The US crackdown on Internet gambling has created a major financial headache for the nation’s oldest state lottery. The New Hampshire State Lottery says it is in danger of losing hundreds of thousands in revenue after credit card companies refused to process payments for online ticket sales.
Rick Wisler, executive director of the New Hampshire Lottery Commission, is blaming the credit card companies’ misguided reaction on the controversial Unlawful Internet Gambling Enforcement Act (UIGEA). The 2006 act penalizes banks and other financial institutions that process credit card payments for Internet gambling operators.
But Wisler points out state lotteries were among the entities that were exempted. In talks with representatives from Visa and MasterCard, the New Hampshire Lottery chief was told the companies were “overblocking’’ to guard against any potential legal trouble.

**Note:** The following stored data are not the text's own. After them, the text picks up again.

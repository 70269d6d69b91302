//! Complex number type

use bytemuck::{Pod, Zeroable};
use serde::{Serialize, Deserialize};

use crate::MathError;

/// Complex number with real part `re` and imaginary part `im`
#[repr(C)]
#[derive(Clone, Copy, Debug, Default, PartialEq, Pod, Zeroable, Serialize, Deserialize)]
pub struct Complex {
    pub re: f64,
    pub im: f64,
}

impl Complex {
    pub const ZERO: Self = Self { re: 0.0, im: 0.0 };
    pub const ONE: Self = Self { re: 1.0, im: 0.0 };
    pub const I: Self = Self { re: 0.0, im: 1.0 };

    /// Create a new Complex
    #[inline]
    pub const fn new(re: f64, im: f64) -> Self {
        Self { re, im }
    }

    /// Complex with zero imaginary part
    #[inline]
    pub const fn from_real(re: f64) -> Self {
        Self { re, im: 0.0 }
    }

    /// Squared magnitude, re² + im²
    #[inline]
    pub fn magnitude_squared(self) -> f64 {
        self.re * self.re + self.im * self.im
    }

    /// Magnitude (modulus)
    #[inline]
    pub fn magnitude(self) -> f64 {
        self.magnitude_squared().sqrt()
    }

    /// Complex conjugate
    #[inline]
    pub fn conjugate(self) -> Self {
        Self::new(self.re, -self.im)
    }

    /// Divide by another complex number: `self * conj(other) / |other|²`
    ///
    /// Fails with [`MathError::DivideByZero`] when `other` has magnitude zero.
    pub fn divide(self, other: Self) -> Result<Self, MathError> {
        let denom = other.magnitude_squared();
        if denom == 0.0 {
            return Err(MathError::DivideByZero);
        }
        let numerator = self * other.conjugate();
        Ok(Self::new(numerator.re / denom, numerator.im / denom))
    }

    /// Divide both parts by a real scalar
    pub fn divide_scalar(self, scalar: f64) -> Result<Self, MathError> {
        if scalar == 0.0 {
            return Err(MathError::DivideByZero);
        }
        Ok(Self::new(self.re / scalar, self.im / scalar))
    }
}

// Operator overloads

impl std::ops::Add for Complex {
    type Output = Self;
    #[inline]
    fn add(self, other: Self) -> Self {
        Self::new(self.re + other.re, self.im + other.im)
    }
}

impl std::ops::AddAssign for Complex {
    #[inline]
    fn add_assign(&mut self, other: Self) {
        *self = *self + other;
    }
}

impl std::ops::Sub for Complex {
    type Output = Self;
    #[inline]
    fn sub(self, other: Self) -> Self {
        Self::new(self.re - other.re, self.im - other.im)
    }
}

impl std::ops::SubAssign for Complex {
    #[inline]
    fn sub_assign(&mut self, other: Self) {
        *self = *self - other;
    }
}

impl std::ops::Mul for Complex {
    type Output = Self;
    #[inline]
    fn mul(self, other: Self) -> Self {
        Self::new(
            self.re * other.re - self.im * other.im,
            self.re * other.im + self.im * other.re,
        )
    }
}

impl std::ops::MulAssign for Complex {
    #[inline]
    fn mul_assign(&mut self, other: Self) {
        *self = *self * other;
    }
}

impl std::ops::Neg for Complex {
    type Output = Self;
    #[inline]
    fn neg(self) -> Self {
        Self::new(-self.re, -self.im)
    }
}

// A real operand only touches the real part for + and -, both parts for *.

impl std::ops::Add<f64> for Complex {
    type Output = Self;
    #[inline]
    fn add(self, scalar: f64) -> Self {
        Self::new(self.re + scalar, self.im)
    }
}

impl std::ops::Sub<f64> for Complex {
    type Output = Self;
    #[inline]
    fn sub(self, scalar: f64) -> Self {
        Self::new(self.re - scalar, self.im)
    }
}

impl std::ops::Mul<f64> for Complex {
    type Output = Self;
    #[inline]
    fn mul(self, scalar: f64) -> Self {
        Self::new(self.re * scalar, self.im * scalar)
    }
}

impl From<f64> for Complex {
    fn from(re: f64) -> Self {
        Self::from_real(re)
    }
}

Head of the nation’s first lottery, launched in 1964, Wisler said he is weighing his options, legal and otherwise, to get the problem resolved. Still, the blocking of the lottery’s online sales have hit hard at a promising source of new revenue just as traditional ticket sales have plunged.
“I hope they understand we are a legal lottery,’’ Wisler told GamblingCompliance, “Simply overblocking us is not resolving their problems and it’s not addressed the UIGEA's intent of blocking illegal games.’’
The New Hampshire lottery’s problems are just the latest controversy surrounding the federal law that aims to cut off financial support for online gaming. The Congressional ban on Internet gambling payment processing was passed in October 2006 when Senate Republicans, led by then-Majority Leader Bill Frist, attached it to an unrelated port security bill at the end of the legislative session. Since then the banking industry, beset with mortgage problems and a credit crunch of huge proportions, has been struggling to make sense of its responsibilities, and the changes in the relationship with their customers that the Act would require.
The act has drawn mounting criticism, with US Rep. Barney Frank, chairman of the House Committee on Financial Services, arguing that on-line gambling should be regulated and legalized.
Other critics, including the
American Bankers Association, have warned the act’s language is overly broad and ambiguous as to exactly what payments should be blocked.
Louise Roseman, head of the Federal Reserve's bank operations division told a meeting of the subcommittee on domestic and international monetary policy, trade, and technology last year, "It is very difficult without having more of a bright line about what is intended to be unlawful Internet gambling - the challenge we have is interpreting something, particularly federal laws, that Congress themselves isn't sure what they mean."
Wisler, head of the New Hampshire Lottery Commission, argues it is just this sort of confusion that may be the heart of the lottery’s current troubles.
Representatives of the credit card companies have told him that the banks they process payments for consider the lottery’s online tickets to be akin to poker chips at a casino, redeemable later for cash.
But Wisler argues nothing could be further from the truth. Lottery players are not purchasing actual tickets, but a ticket subscription service in which a certain number, for example, is automatically played on certain dates. The service, which covers Tri-State Megabucks and Powerball, costs anywhere from $26 to $104, depending on the number of draws.
The lottery’s problems began last fall when it noticed the transaction code used by the credit card companies to process lottery payments had changed. Previously payments to the lottery had fallen under a code used for governmental service organizations. Instead, the lottery found it had been given a much different merchant code as the credit card operators and banks scrambled to meet the provisions of UIGEA.
At about the same time, the credit card companies either started blocking payments or assessing extra fees to process them.
“Now we are lumped under the same (merchant) code as casinos and off-shore gambling,’’ Wisler said.
New Hampshire’s lottery chief is now weighing his options, from taking legal action to calling upon the state’s Congressional delegation for help, but early signs indicate that a change of administration in Washington DC may not provide an immediate repeal of the measures.
President-elect Barack Obama’s pick for the job of US Attorney General, Eric Holder,
last week told a Senate confirmation hearing that the Department of Justice would, under his tenure, still seek strict enforcement of the UIGEA measures.
“We hope to resolve this simply, without taking legal action,’’ Wisler said. “The simplest way to do this is to return us to our prior merchant code.’’
For the New Hampshire lottery, the timing of its brush with the controversial federal Internet gambling ban is unfortunate. Hit hard by the economy, the state’s lottery, which typically generates $250m a year in revenue, has seen sales fall 9 percent over the last year.
“It is harmful to revenues raised by state lotteries,’’ he said.